The common thread behind AI’s biggest wins? Massive datasets. Computer vision took off with ImageNet. Language models got a boost from Wikipedia. Video generation? You can thank YouTube’s vast library for that. But robotics is still waiting for its moment, because there’s no centralized treasure trove of robot data to fuel the next breakthrough.

The problem is, building a robotics equivalent of these datasets is uniquely hard work. “Unlike text or images, which are readily available online, robotics requires real-world physical interactions,” said Ben Levin, General Manager of Physical AI at Scale AI, in an interview with IBM Think. “You can’t just search the web for millions of examples. They actually have to be collected, curated and annotated through purpose-built facilities and infrastructure.”

This scarcity, Levin explained, is why embodied AI has been stuck behind language and vision models. But as the robotics sector grows, a wave of efforts—from well-funded startups to grad students driving robots around in rented vans—is trying to fill that data gap.

A data giant gets physical

Scale AI, the data infrastructure giant that powers language and vision models, recently made a major move into robotics. This fall, the company debuted its Physical AI Data Engine, a rapidly growing library of custom-collected, multimodal datasets designed to train foundation models for robots, autonomous vehicles and other tech, such as drones.

The company has already collected more than 100,000 hours of real-world robotics data this year. While it’s a robust number, Levin explained that Scale’s differentiator is actually quality, not quantity. “We enrich every dataset with semantic layers that capture not just what motion was executed, but why, or the task goal; how, or the sequence of steps, and where it failed,” he said.

The company deploys both human teleoperators and autonomous data collection robots in homes, businesses and worksites. “Since no single robotics company can generate enough data to train embodied foundation models, companies are realizing that partnering with large-scale providers can accelerate progress and reduce costs,” Levin said.

Going deep on contact

While Scale went for breadth, Professor Hao-Shu Fang of the University of Maryland went for depth. His RH20T (Robot-Human Demonstration in 20TB) dataset, which he started in 2021 while at Shanghai Jiao Tong University in China, took a focused approach: contact-rich manipulation tasks where robots continuously interact with their environment. Think swiping blackboards, plugging in USB cables, cutting vegetables—the kind of nuanced, force-dependent tasks that trip up most robots.

RH20T includes 110,000-plus robot sequences across roughly 150 tasks, all recorded with multi-modal sensing that includes force/torque sensors, audio, tactile feedback and more. Each robot episode comes with a paired human demonstration video: a volunteer tele-operates the robot while being recorded, providing a task example the model can try to imitate. According to Fang, this multimodality is the point, because vision alone can’t reveal the physical dynamics robots must master. “RH20T’s [sequences] let models learn when contact is made, how it evolves and how to modulate actions when contact happens,” he said in an interview with IBM Think.

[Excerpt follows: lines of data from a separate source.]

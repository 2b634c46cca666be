use std::path::{Path, PathBuf};

use anyhow::Context as _;

use crate::foundation::error::{ClipmarkError, ClipmarkResult};

/// Ensure the parent directory of `path` exists.
pub fn ensure_parent_dir(path: &Path) -> ClipmarkResult<()> {
    if let Some(parent) = path.parent()
        && !parent.as_os_str().is_empty()
    {
        std::fs::create_dir_all(parent)
            .with_context(|| format!("failed to create output directory '{}'", parent.display()))?;
    }
    Ok(())
}

/// Output file that is written under a `.partial` sibling name and only moved to its final
/// location by [`PartialOutput::commit`].
///
/// Dropping an uncommitted guard removes the partial file, so an aborted run never leaves a
/// half-written artifact behind.
#[derive(Debug)]
pub struct PartialOutput {
    final_path: PathBuf,
    partial_path: PathBuf,
    committed: bool,
}

impl PartialOutput {
    pub fn new(final_path: impl Into<PathBuf>) -> ClipmarkResult<Self> {
        let final_path = final_path.into();
        if final_path.file_name().is_none() {
            return Err(ClipmarkError::validation(format!(
                "output path '{}' has no file name",
                final_path.display()
            )));
        }
        ensure_parent_dir(&final_path)?;

        let mut name = final_path
            .file_name()
            .map(|n| n.to_os_string())
            .unwrap_or_default();
        name.push(".partial");
        let partial_path = final_path.with_file_name(name);

        Ok(Self {
            final_path,
            partial_path,
            committed: false,
        })
    }

    /// Path writers should target while the run is in progress.
    pub fn path(&self) -> &Path {
        &self.partial_path
    }

    /// Move the finished file into place.
    pub fn commit(mut self) -> ClipmarkResult<PathBuf> {
        std::fs::rename(&self.partial_path, &self.final_path).with_context(|| {
            format!(
                "failed to move '{}' to '{}'",
                self.partial_path.display(),
                self.final_path.display()
            )
        })?;
        self.committed = true;
        Ok(self.final_path.clone())
    }
}

impl Drop for PartialOutput {
    fn drop(&mut self) {
        if self.committed {
            return;
        }
        match std::fs::remove_file(&self.partial_path) {
            Ok(()) => tracing::debug!(path = %self.partial_path.display(), "removed partial output"),
            Err(e) if e.kind() == std::io::ErrorKind::NotFound => {}
            Err(e) => tracing::warn!(
                path = %self.partial_path.display(),
                error = %e,
                "failed to remove partial output"
            ),
        }
    }
}

#[cfg(test)]
mod tests {
    use super::*;

    fn scratch_dir(tag: &str) -> PathBuf {
        std::env::temp_dir().join(format!(
            "clipmark_fs_{tag}_{}_{}",
            std::process::id(),
            std::time::SystemTime::now()
                .duration_since(std::time::UNIX_EPOCH)
                .unwrap()
                .as_nanos()
        ))
    }

    #[test]
    fn dropped_guard_removes_partial_file() {
        let dir = scratch_dir("drop");
        let out = PartialOutput::new(dir.join("out.gif")).unwrap();
        std::fs::write(out.path(), b"half").unwrap();
        let partial = out.path().to_path_buf();
        assert!(partial.exists());
        drop(out);
        assert!(!partial.exists());
        assert!(!dir.join("out.gif").exists());
    }

    #[test]
    fn commit_moves_into_place() {
        let dir = scratch_dir("commit");
        let out = PartialOutput::new(dir.join("out.zip")).unwrap();
        assert!(out.path().to_string_lossy().ends_with("out.zip.partial"));
        std::fs::write(out.path(), b"done").unwrap();
        let final_path = out.commit().unwrap();
        assert_eq!(std::fs::read(&final_path).unwrap(), b"done");
    }
}
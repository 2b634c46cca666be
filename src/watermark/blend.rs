use crate::foundation::{
    error::{ClipmarkError, ClipmarkResult},
    math::mul_div255_u8,
};

pub type PremulRgba8 = [u8; 4];

/// Source-over for premultiplied RGBA8.
pub fn over(dst: PremulRgba8, src: PremulRgba8) -> PremulRgba8 {
    let sa = src[3];
    if sa == 0 {
        return dst;
    }
    if sa == 255 {
        return src;
    }

    let inv = 255u16 - u16::from(sa);
    let mut out = [0u8; 4];
    for i in 0..4 {
        out[i] = src[i].saturating_add(mul_div255_u8(u16::from(dst[i]), inv));
    }
    out
}

/// Blend a premultiplied RGBA8 layer over an opaque RGB8 image in place.
pub fn over_rgb_in_place(dst_rgb: &mut [u8], src_premul: &[u8]) -> ClipmarkResult<()> {
    if dst_rgb.len() % 3 != 0
        || src_premul.len() % 4 != 0
        || dst_rgb.len() / 3 != src_premul.len() / 4
    {
        return Err(ClipmarkError::validation(
            "over_rgb_in_place expects rgb8 and rgba8 buffers with equal pixel counts",
        ));
    }
    for (d, s) in dst_rgb.chunks_exact_mut(3).zip(src_premul.chunks_exact(4)) {
        if s[3] == 0 {
            continue;
        }
        let out = over([d[0], d[1], d[2], 255], [s[0], s[1], s[2], s[3]]);
        d.copy_from_slice(&out[..3]);
    }
    Ok(())
}

#[cfg(test)]
mod tests {
    use super::*;

    #[test]
    fn over_src_alpha_0_is_noop() {
        let dst = [10, 20, 30, 255];
        assert_eq!(over(dst, [0, 0, 0, 0]), dst);
    }

    #[test]
    fn over_src_opaque_replaces_dst() {
        assert_eq!(over([0, 0, 0, 255], [255, 0, 0, 255]), [255, 0, 0, 255]);
    }

    #[test]
    fn half_white_over_black_is_mid_grey() {
        // Premultiplied white at 50%.
        let out = over([0, 0, 0, 255], [128, 128, 128, 128]);
        assert_eq!(out, [128, 128, 128, 255]);
    }

    #[test]
    fn rgb_blend_skips_transparent_and_rejects_mismatch() {
        let mut dst = vec![1u8, 2, 3, 4, 5, 6];
        let src = vec![0u8, 0, 0, 0, 255, 255, 255, 255];
        over_rgb_in_place(&mut dst, &src).unwrap();
        assert_eq!(dst, vec![1, 2, 3, 255, 255, 255]);

        assert!(over_rgb_in_place(&mut dst, &src[..4]).is_err());
    }
}
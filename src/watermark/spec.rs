use std::path::PathBuf;

use serde::{Deserialize, Serialize};

use crate::foundation::error::{ClipmarkError, ClipmarkResult};

/// Maximum number of watermarks a single run may burn in.
pub const MAX_WATERMARKS: usize = 3;

/// Where a watermark is anchored on the frame.
#[derive(Clone, Copy, Debug, Default, PartialEq, Eq, Hash, Serialize, Deserialize)]
#[serde(rename_all = "kebab-case")]
pub enum Position {
    #[default]
    BottomRight,
    BottomLeft,
    TopLeft,
    TopRight,
    Center,
}

/// Straight (non-premultiplied) RGB8 color.
///
/// Deserializes from `"#RRGGBB"` or `[r, g, b]`.
#[derive(Clone, Copy, Debug, PartialEq, Eq, Hash)]
pub struct Rgb8 {
    pub r: u8,
    pub g: u8,
    pub b: u8,
}

impl Rgb8 {
    pub const WHITE: Self = Self::new(255, 255, 255);

    pub const fn new(r: u8, g: u8, b: u8) -> Self {
        Self { r, g, b }
    }

    pub fn parse_hex(s: &str) -> ClipmarkResult<Self> {
        let s = s.trim();
        let s = s.strip_prefix('#').unwrap_or(s);
        if s.len() != 6 || !s.is_ascii() {
            return Err(ClipmarkError::validation(format!(
                "hex color must be #RRGGBB, got \"{s}\""
            )));
        }

        let byte = |pair: &str| {
            u8::from_str_radix(pair, 16)
                .map_err(|_| ClipmarkError::validation(format!("invalid hex byte \"{pair}\"")))
        };
        Ok(Self::new(byte(&s[0..2])?, byte(&s[2..4])?, byte(&s[4..6])?))
    }

    pub fn to_hex(self) -> String {
        format!("#{:02X}{:02X}{:02X}", self.r, self.g, self.b)
    }
}

impl Default for Rgb8 {
    fn default() -> Self {
        Self::WHITE
    }
}

impl Serialize for Rgb8 {
    fn serialize<S>(&self, serializer: S) -> Result<S::Ok, S::Error>
    where
        S: serde::Serializer,
    {
        serializer.serialize_str(&self.to_hex())
    }
}

impl<'de> Deserialize<'de> for Rgb8 {
    fn deserialize<D>(deserializer: D) -> Result<Self, D::Error>
    where
        D: serde::Deserializer<'de>,
    {
        #[derive(Deserialize)]
        #[serde(untagged)]
        enum Repr {
            Hex(String),
            Arr([u8; 3]),
        }

        match Repr::deserialize(deserializer)? {
            Repr::Hex(s) => Self::parse_hex(&s).map_err(serde::de::Error::custom),
            Repr::Arr([r, g, b]) => Ok(Self::new(r, g, b)),
        }
    }
}

/// One configured text overlay.
#[derive(Clone, Debug, PartialEq, Serialize, Deserialize)]
#[serde(default, deny_unknown_fields)]
pub struct WatermarkSpec {
    /// Text to draw. Empty text disables the watermark.
    pub text: String,
    pub position: Position,
    pub color: Rgb8,
    /// Opacity in percent, `0..=100`.
    pub opacity: u8,
    /// Font size in pixels.
    pub font_size: u32,
    /// Draw a black outline behind the glyphs.
    pub outline: bool,
    /// Font file (TrueType/OpenType). `None` uses the default face.
    pub font: Option<PathBuf>,
}

impl Default for WatermarkSpec {
    fn default() -> Self {
        Self {
            text: String::new(),
            position: Position::BottomRight,
            color: Rgb8::WHITE,
            opacity: 80,
            font_size: 30,
            outline: false,
            font: None,
        }
    }
}

impl WatermarkSpec {
    pub fn new(text: impl Into<String>) -> Self {
        Self {
            text: text.into(),
            ..Self::default()
        }
    }

    pub fn position(mut self, position: Position) -> Self {
        self.position = position;
        self
    }

    pub fn color(mut self, color: Rgb8) -> Self {
        self.color = color;
        self
    }

    pub fn opacity(mut self, opacity: u8) -> Self {
        self.opacity = opacity;
        self
    }

    pub fn font_size(mut self, font_size: u32) -> Self {
        self.font_size = font_size;
        self
    }

    pub fn outline(mut self, outline: bool) -> Self {
        self.outline = outline;
        self
    }

    pub fn font(mut self, font: impl Into<PathBuf>) -> Self {
        self.font = Some(font.into());
        self
    }

    /// Whether this spec draws anything at all.
    pub fn is_active(&self) -> bool {
        !self.text.is_empty()
    }

    /// Check user-supplied values before any decoding starts.
    ///
    /// A font file that is missing or not a TrueType/OpenType file is rejected here; a font file
    /// that exists but fails to parse is handled later by falling back to the default face.
    pub fn validate(&self) -> ClipmarkResult<()> {
        if self.opacity > 100 {
            return Err(ClipmarkError::validation(format!(
                "watermark opacity must be 0..=100, got {}",
                self.opacity
            )));
        }
        if self.font_size == 0 {
            return Err(ClipmarkError::validation(
                "watermark font_size must be > 0",
            ));
        }
        if let Some(font) = &self.font {
            let ext = font
                .extension()
                .and_then(|e| e.to_str())
                .map(|e| e.to_ascii_lowercase());
            if !matches!(ext.as_deref(), Some("ttf" | "otf" | "ttc")) {
                return Err(ClipmarkError::validation(format!(
                    "unsupported font file '{}' (expected .ttf, .otf or .ttc)",
                    font.display()
                )));
            }
            if !font.is_file() {
                return Err(ClipmarkError::validation(format!(
                    "font file '{}' does not exist",
                    font.display()
                )));
            }
        }
        Ok(())
    }
}

/// Validate an ordered watermark list as a whole.
pub fn validate_watermarks(specs: &[WatermarkSpec]) -> ClipmarkResult<()> {
    if specs.len() > MAX_WATERMARKS {
        return Err(ClipmarkError::validation(format!(
            "at most {MAX_WATERMARKS} watermarks are supported, got {}",
            specs.len()
        )));
    }
    for (i, spec) in specs.iter().enumerate() {
        spec.validate().map_err(|e| match e {
            ClipmarkError::Validation(msg) => {
                ClipmarkError::validation(format!("watermark #{}: {msg}", i + 1))
            }
            other => other,
        })?;
    }
    Ok(())
}

#[cfg(test)]
mod tests {
    use super::*;

    #[test]
    fn hex_color_parses_with_and_without_hash() {
        assert_eq!(Rgb8::parse_hex("#FF8000").unwrap(), Rgb8::new(255, 128, 0));
        assert_eq!(Rgb8::parse_hex("00ff00").unwrap(), Rgb8::new(0, 255, 0));
        assert!(Rgb8::parse_hex("#FFF").is_err());
        assert!(Rgb8::parse_hex("#GG0000").is_err());
    }

    #[test]
    fn spec_deserializes_from_json() {
        let spec: WatermarkSpec = serde_json::from_str(
            r##"{"text":"Sample","position":"top-left","color":"#102030","opacity":50,"outline":true}"##,
        )
        .unwrap();
        assert_eq!(spec.text, "Sample");
        assert_eq!(spec.position, Position::TopLeft);
        assert_eq!(spec.color, Rgb8::new(0x10, 0x20, 0x30));
        assert_eq!(spec.opacity, 50);
        assert!(spec.outline);
        assert_eq!(spec.font_size, 30);
        assert!(spec.font.is_none());

        let arr: WatermarkSpec =
            serde_json::from_str(r#"{"text":"x","color":[1,2,3]}"#).unwrap();
        assert_eq!(arr.color, Rgb8::new(1, 2, 3));
    }

    #[test]
    fn validation_rejects_bad_values() {
        assert!(WatermarkSpec::new("x").opacity(101).validate().is_err());
        assert!(WatermarkSpec::new("x").font_size(0).validate().is_err());
        assert!(WatermarkSpec::new("x").font("font.woff2").validate().is_err());
        assert!(
            WatermarkSpec::new("x")
                .font("definitely/missing/font.ttf")
                .validate()
                .is_err()
        );
        assert!(WatermarkSpec::new("x").validate().is_ok());
        // Inactive specs still get their numbers checked.
        assert!(WatermarkSpec::new("").opacity(200).validate().is_err());
    }

    #[test]
    fn list_validation_caps_count() {
        let specs = vec![WatermarkSpec::new("a"); 4];
        let err = validate_watermarks(&specs).unwrap_err();
        assert!(err.to_string().contains("at most 3"));
        assert!(validate_watermarks(&specs[..3]).is_ok());

        let bad = vec![WatermarkSpec::new("a"), WatermarkSpec::new("b").opacity(150)];
        let err = validate_watermarks(&bad).unwrap_err();
        assert!(err.to_string().contains("watermark #2"));
    }
}
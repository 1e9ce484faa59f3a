use crate::distributor::{Distributor, DistributorError, DistributorErrorKind, DistributorHealth};
use async_trait::async_trait;
use parking_lot::Mutex;
use rumqttc::{AsyncClient, MqttOptions, QoS};
use std::collections::VecDeque;
use std::sync::atomic::{AtomicBool, AtomicU64, Ordering};
use std::sync::Arc;
use std::time::Duration;
use tokio::sync::Notify;
use uuid::Uuid;

const MAX_BUFFERED_BYTES: u64 = 1024 * 1024;
const INITIAL_BACKOFF: Duration = Duration::from_millis(200);
const MAX_BACKOFF: Duration = Duration::from_secs(30);

fn qos_from(raw: u8) -> QoS {
    match raw {
        1 => QoS::AtLeastOnce,
        2 => QoS::ExactlyOnce,
        _ => QoS::AtMostOnce,
    }
}

/// Byte-capped, drop-oldest backing queue for spec §4.G's MQTT rule:
/// "Queue messages while disconnected up to 1 MiB, then drop-oldest."
/// (Distinct from `queue::DropOldestQueue`, which caps by item count —
/// this one caps by total payload bytes.)
struct ByteCappedQueue {
    inner: Mutex<VecDeque<Vec<u8>>>,
    bytes: AtomicU64,
    notify: Notify,
    dropped: AtomicU64,
}

impl ByteCappedQueue {
    fn new() -> Self {
        Self { inner: Mutex::new(VecDeque::new()), bytes: AtomicU64::new(0), notify: Notify::new(), dropped: AtomicU64::new(0) }
    }

    fn push(&self, item: Vec<u8>) {
        let mut guard = self.inner.lock();
        self.bytes.fetch_add(item.len() as u64, Ordering::SeqCst);
        guard.push_back(item);
        while self.bytes.load(Ordering::SeqCst) > MAX_BUFFERED_BYTES {
            match guard.pop_front() {
                Some(dropped) => {
                    self.bytes.fetch_sub(dropped.len() as u64, Ordering::SeqCst);
                    self.dropped.fetch_add(1, Ordering::Relaxed);
                }
                None => break,
            }
        }
        drop(guard);
        self.notify.notify_one();
    }

    fn pop(&self) -> Option<Vec<u8>> {
        let item = self.inner.lock().pop_front();
        if let Some(ref bytes) = item {
            self.bytes.fetch_sub(bytes.len() as u64, Ordering::SeqCst);
        }
        item
    }

    async fn wait(&self) {
        self.notify.notified().await;
    }
}

/// Publishes every message under `{prefix}/{source}/data` (spec §6 MQTT
/// topic template). The eventloop is driven on a dedicated task that backs
/// off exponentially (200 ms doubling to a 30 s cap) between reconnect
/// attempts rather than relying on the client's own default policy, to
/// satisfy the spec's explicit curve.
pub struct MqttDistributor {
    host: String,
    port: u16,
    topic: String,
    qos: QoS,
    client: Mutex<Option<AsyncClient>>,
    queue: Arc<ByteCappedQueue>,
    connected: AtomicBool,
}

impl MqttDistributor {
    pub fn new(host: impl Into<String>, port: u16, topic_prefix: impl Into<String>, source: impl std::fmt::Display, qos: u8) -> Self {
        Self {
            host: host.into(),
            port,
            topic: format!("{}/{}/data", topic_prefix.into(), source),
            qos: qos_from(qos),
            client: Mutex::new(None),
            queue: Arc::new(ByteCappedQueue::new()),
            connected: AtomicBool::new(false),
        }
    }

    fn options(host: &str, port: u16) -> MqttOptions {
        let mut opts = MqttOptions::new(format!("synopticon-{}", Uuid::new_v4()), host, port);
        opts.set_keep_alive(Duration::from_secs(30));
        opts
    }
}

#[async_trait]
impl Distributor for MqttDistributor {
    async fn connect(&self) -> Result<(), DistributorError> {
        let (client, mut eventloop) = AsyncClient::new(Self::options(&self.host, self.port), 64);

        let queue = self.queue.clone();
        let topic = self.topic.clone();
        let qos = self.qos;
        let publish_client = client.clone();

        tokio::spawn(async move {
            loop {
                match queue.pop() {
                    Some(bytes) => {
                        let _ = publish_client.publish(&topic, qos, false, bytes).await;
                    }
                    None => queue.wait().await,
                }
            }
        });

        tokio::spawn(async move {
            let mut backoff = INITIAL_BACKOFF;
            loop {
                match eventloop.poll().await {
                    Ok(_) => backoff = INITIAL_BACKOFF,
                    Err(_) => {
                        tokio::time::sleep(backoff).await;
                        backoff = std::cmp::min(backoff * 2, MAX_BACKOFF);
                    }
                }
            }
        });

        *self.client.lock() = Some(client);
        self.connected.store(true, Ordering::SeqCst);
        Ok(())
    }

    /// Always enqueues (spec §4.G: queue while disconnected, drop-oldest
    /// once over the 1 MiB cap — never a caller-visible send failure from
    /// backpressure alone, matching the other transports' fire-and-forget
    /// contract).
    async fn send(&self, _stream: Uuid, payload: &[u8]) -> Result<(), DistributorError> {
        if !self.connected.load(Ordering::SeqCst) {
            self.connect().await?;
        }
        self.queue.push(payload.to_vec());
        Ok(())
    }

    async fn disconnect(&self) {
        if let Some(client) = self.client.lock().take() {
            let _ = client.disconnect().await;
        }
        self.connected.store(false, Ordering::SeqCst);
    }

    fn health(&self) -> DistributorHealth {
        DistributorHealth {
            connected: self.connected.load(Ordering::SeqCst),
            queue_depth: self.queue.inner.lock().len(),
            dropped: self.queue.dropped.load(Ordering::Relaxed),
        }
    }
}

#[cfg(test)]
mod tests {
    use super::*;

    #[test]
    fn queue_drops_oldest_once_over_the_byte_cap() {
        let queue = ByteCappedQueue::new();
        let chunk = vec![0u8; 300 * 1024]; // 300 KiB per message
        for _ in 0..5 {
            queue.push(chunk.clone());
        }
        // 5 * 300 KiB = 1500 KiB > 1024 KiB cap, so the oldest entries
        // must have been dropped rather than the send rejected.
        assert!(queue.dropped.load(Ordering::Relaxed) > 0);
        assert!(queue.bytes.load(Ordering::SeqCst) <= MAX_BUFFERED_BYTES);
    }
}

His work paid off. Google Robotics invited Fang’s team to join the OpenX-Embodiment project (see more about that below). Robotics legend Sergey Levine called it “an amazing dataset” on a podcast. And data companies have reached out about commercial collaborations, according to Fang.

Fang open-sourced everything from day one. His reasoning is that robotics is too far behind language models for any single research group or company to catch up alone. “Compared to the NLP [natural language processing] community, we are at the very initial stage of robotic foundation models,” he said.

When asked about commercial versus academic datasets, Fang is blunt: “Complementary,” he said. “Open sets like RH20T establish public benchmarks, methods and baselines. Proprietary corpora push scale and product-specific edge cases.” The knowledge flows both ways, according to Fang, thanks to standardized formats and tooling.

The mega collaboration

If RH20T showed what one focused lab could do, Open X-Embodiment demonstrated the power of pooling resources at unprecedented scale. The project brought together 21 institutions to aggregate data across 22 different robot platforms (integrated hardware and software systems used for building and testing robots)—a radical departure from the traditional model of individual labs keeping their own datasets proprietary. Karl Pertsch, a postdoctoral researcher at UC Berkeley and Stanford University and one of the project’s organizers, said the speed was remarkable.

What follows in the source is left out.